PriceKenya is a price-comparison service operated from Nairobi, Kenya. For the purposes of the Kenya Data Protection Act, the data controller is the operator of pricekenya.co.ke. Data-protection queries should be directed to [email protected].

2. What we collect

  • Alert email address β€” when you subscribe to a price-drop alert, we store the email you provide, the product you're watching, and any target price you set.
  • Marketing opt-in status β€” a single boolean recording whether you consented to occasional non-transactional updates from us. Off by default.
  • Basic request logs β€” IP address, user-agent, and requested URL, retained for up to 30 days for abuse-prevention and error diagnosis.
  • No accounts, no passwords, no payment data. We do not operate user accounts; we do not process payments; we do not use tracking cookies or advertising pixels.

3. Why we process it

  • Alert emails: lawful basis is your explicit consent (Kenya DPA s.30(1)(a)). We use your email solely to notify you when the price you asked to watch has changed. Nothing else.
  • Marketing updates: if β€” and only if β€” you tick the marketing opt-in box, we may occasionally send you site announcements. You can withdraw this consent at any time (see Β§7).
  • Site operation: logs are processed on the basis of our legitimate interest in keeping the service secure and functional.

4. Who we share it with (subprocessors)

Your email address may be handled by the following processors solely to deliver the service you requested:

  • Resend (email delivery, United States) β€” sends the alert emails you subscribed to.
  • Cloudflare (DNS, edge network, email routing, United States) β€” serves the site and routes inbound mail such as this address.
  • Render (application hosting, EU / Frankfurt) β€” runs the web application.
  • Neon (managed Postgres, EU) β€” stores the alert records.

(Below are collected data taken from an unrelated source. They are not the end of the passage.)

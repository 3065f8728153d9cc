// SPDX-License-Identifier: MIT
//
// Copyright (c) 2025 Alexandre Severino
//
// Permission is hereby granted, free of charge, to any person obtaining a copy
// of this software and associated documentation files (the "Software"), to deal
// in the Software without restriction, including without limitation the rights
// to use, copy, modify, merge, publish, distribute, sublicense, and/or sell
// copies of the Software, and to permit persons to whom the Software is
// furnished to do so, subject to the following conditions:
//
// The above copyright notice and this permission notice shall be included in
// all copies or substantial portions of the Software.
//
// THE SOFTWARE IS PROVIDED "AS IS", WITHOUT WARRANTY OF ANY KIND, EXPRESS OR
// IMPLIED, INCLUDING BUT NOT LIMITED TO THE WARRANTIES OF MERCHANTABILITY,
// FITNESS FOR A PARTICULAR PURPOSE AND NONINFRINGEMENT. IN NO EVENT SHALL THE
// AUTHORS OR COPYRIGHT HOLDERS BE LIABLE FOR ANY CLAIM, DAMAGES OR OTHER
// LIABILITY, WHETHER IN AN ACTION OF CONTRACT, TORT OR OTHERWISE, ARISING FROM,
// OUT OF OR IN CONNECTION WITH THE SOFTWARE OR THE USE OR OTHER DEALINGS IN THE
// SOFTWARE.

use std::collections::HashSet;

use crate::creature::Creature;
use crate::position::GridPosition;
use crate::rect::Rect;

#[derive(Copy, Clone, Debug, PartialEq, Eq)]
pub struct Obstacle {
    pub position: GridPosition,
    pub rect: Rect,
}

/// Static terrain. Built once at level load and never mutated afterwards.
#[derive(Clone, Debug, Default)]
pub struct ObstacleSet {
    obstacles: Vec<Obstacle>,
}

impl ObstacleSet {
    pub fn new(tiles: impl IntoIterator<Item = GridPosition>, tile_size: i32) -> Self {
        let mut set = Self::default();
        let mut seen = HashSet::new();
        for position in tiles {
            if !seen.insert(position) {
                continue;
            }
            let (x, y) = position.to_world(tile_size);
            set.obstacles.push(Obstacle {
                position,
                rect: Rect::new(x, y, tile_size, tile_size),
            });
        }
        set
    }

    pub fn len(&self) -> usize {
        self.obstacles.len()
    }

    pub fn iter(&self) -> impl Iterator<Item = &Obstacle> {
        self.obstacles.iter()
    }

    pub fn hitboxes(&self) -> impl Iterator<Item = Rect> + '_ {
        self.obstacles.iter().map(|o| o.rect)
    }
}

/// Moves `entity` by `(dx, dy)` tiles, checks its hitbox against `blockers`
/// and puts it back. The entity is always restored before returning, and the
/// exclusive borrow keeps the displaced state invisible to anyone else.
pub fn probe<C, I>(entity: &mut C, dx: i32, dy: i32, blockers: I, tile_size: i32) -> bool
where
    C: Creature + ?Sized,
    I: IntoIterator<Item = Rect>,
{
    let origin = entity.pos();
    entity.set_pos(origin.offset(dx, dy));
    let hitbox = entity.hitbox(tile_size);
    let hit = blockers.into_iter().any(|rect| hitbox.intersects(&rect));
    entity.set_pos(origin);
    hit
}

#[cfg(test)]
mod tests {
    use super::*;
    use crate::creature::Footprint;

    const TILE: i32 = 32;

    fn walls() -> ObstacleSet {
        ObstacleSet::new(
            [GridPosition::new(6, 5), GridPosition::new(5, 3), GridPosition::new(6, 5)],
            TILE,
        )
    }

    #[test]
    fn test_duplicate_tiles_collapse() {
        let set = walls();
        assert_eq!(set.len(), 2);
        assert!(set.iter().any(|o| o.position == GridPosition::new(6, 5)));
        assert!(!set.iter().any(|o| o.position == GridPosition::new(5, 5)));
    }

    #[test]
    fn test_obstacle_rect_matches_tile() {
        let set = walls();
        let wall = set.iter().find(|o| o.position == GridPosition::new(5, 3)).unwrap();
        assert_eq!(wall.rect, Rect::new(160, 96, 32, 32));
    }

    #[test]
    fn test_probe_detects_blocked_tile() {
        let set = walls();
        let mut body = Footprint(GridPosition::new(5, 5));
        assert!(probe(&mut body, 1, 0, set.hitboxes(), TILE));
        assert!(probe(&mut body, 0, -2, set.hitboxes(), TILE));
        assert!(!probe(&mut body, -1, 0, set.hitboxes(), TILE));
        assert!(!probe(&mut body, 0, 0, set.hitboxes(), TILE));
    }

    #[test]
    fn test_probe_always_restores_position() {
        let set = walls();
        let start = GridPosition::new(5, 5);
        let mut body = Footprint(start);
        for (dx, dy) in [(1, 0), (-1, 0), (0, -2), (3, 3), (0, 0)] {
            probe(&mut body, dx, dy, set.hitboxes(), TILE);
            assert_eq!(body.pos(), start);
        }
    }

    #[test]
    fn test_probe_against_empty_set() {
        let set = ObstacleSet::default();
        assert_eq!(set.len(), 0);
        let mut body = Footprint(GridPosition::new(0, 0));
        assert!(!probe(&mut body, 1, 1, set.hitboxes(), TILE));
    }
}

Some of these providers are located outside Kenya. Cross-border transfers are made under appropriate safeguards as required by Kenya DPA s.48–49 (standard contractual protections and each provider's own data-processing agreements). We do not sell your data, and we do not share it with any advertiser, data broker, or third party for marketing purposes.

5. How long we keep it

  • Active alerts are retained until you unsubscribe or the alert has fired once (single-shot notifications).
  • Inactive (unsubscribed or fired) alerts are retained for 90 days for audit purposes, then permanently deleted.
  • Request logs: 30 days.
  • Marketing opt-in records: retained while active, deleted on withdrawal.

6. Cookies and analytics

We do not set any tracking or advertising cookies. The site uses only the following strictly-necessary browser storage, all of which is optional:

  • A theme entry in localStorage to remember whether you selected dark mode. Read only by the site and never transmitted.
  • A watchlist cookie (HttpOnly, Secure, SameSite=Lax) that stores the IDs of price alerts you created so we can show them back to you at /watchlist. The value is signed with an HMAC so it can't be forged. Clearing your cookies clears the list; the underlying alerts (and your email address on them) are only removed when you use the unsubscribe link.

7. Your rights

Under s.26 of the Kenya Data Protection Act, you have the right to:

  • Access the personal data we hold about you.
  • Correct any data that is inaccurate.
  • Have your data erased ("right to be forgotten").
  • Restrict or object to further processing.
  • Receive your data in a portable format.
  • Withdraw your consent at any time (using the unsubscribe link in any alert email, or by writing to us).
  • Lodge a complaint with the Office of the Data Protection Commissioner at odpc.go.ke.

To exercise any of these rights, email [email protected]. We respond within 7 working days, as required by the Act.

8. Security

All traffic to and from the site is encrypted (TLS 1.2+). Unsubscribe links are cryptographically signed so they cannot be forged or shared beyond the recipient. We limit who inside the operation can access the alert database and never log full email addresses in application or CI output.

9. Changes to this policy

If we change how we handle your data, we will update this page and, where the change is material, notify subscribed users by email. The "Last updated" date at the top of this page indicates when it was last revised.

10. Contact

Questions, requests, or complaints: [email protected].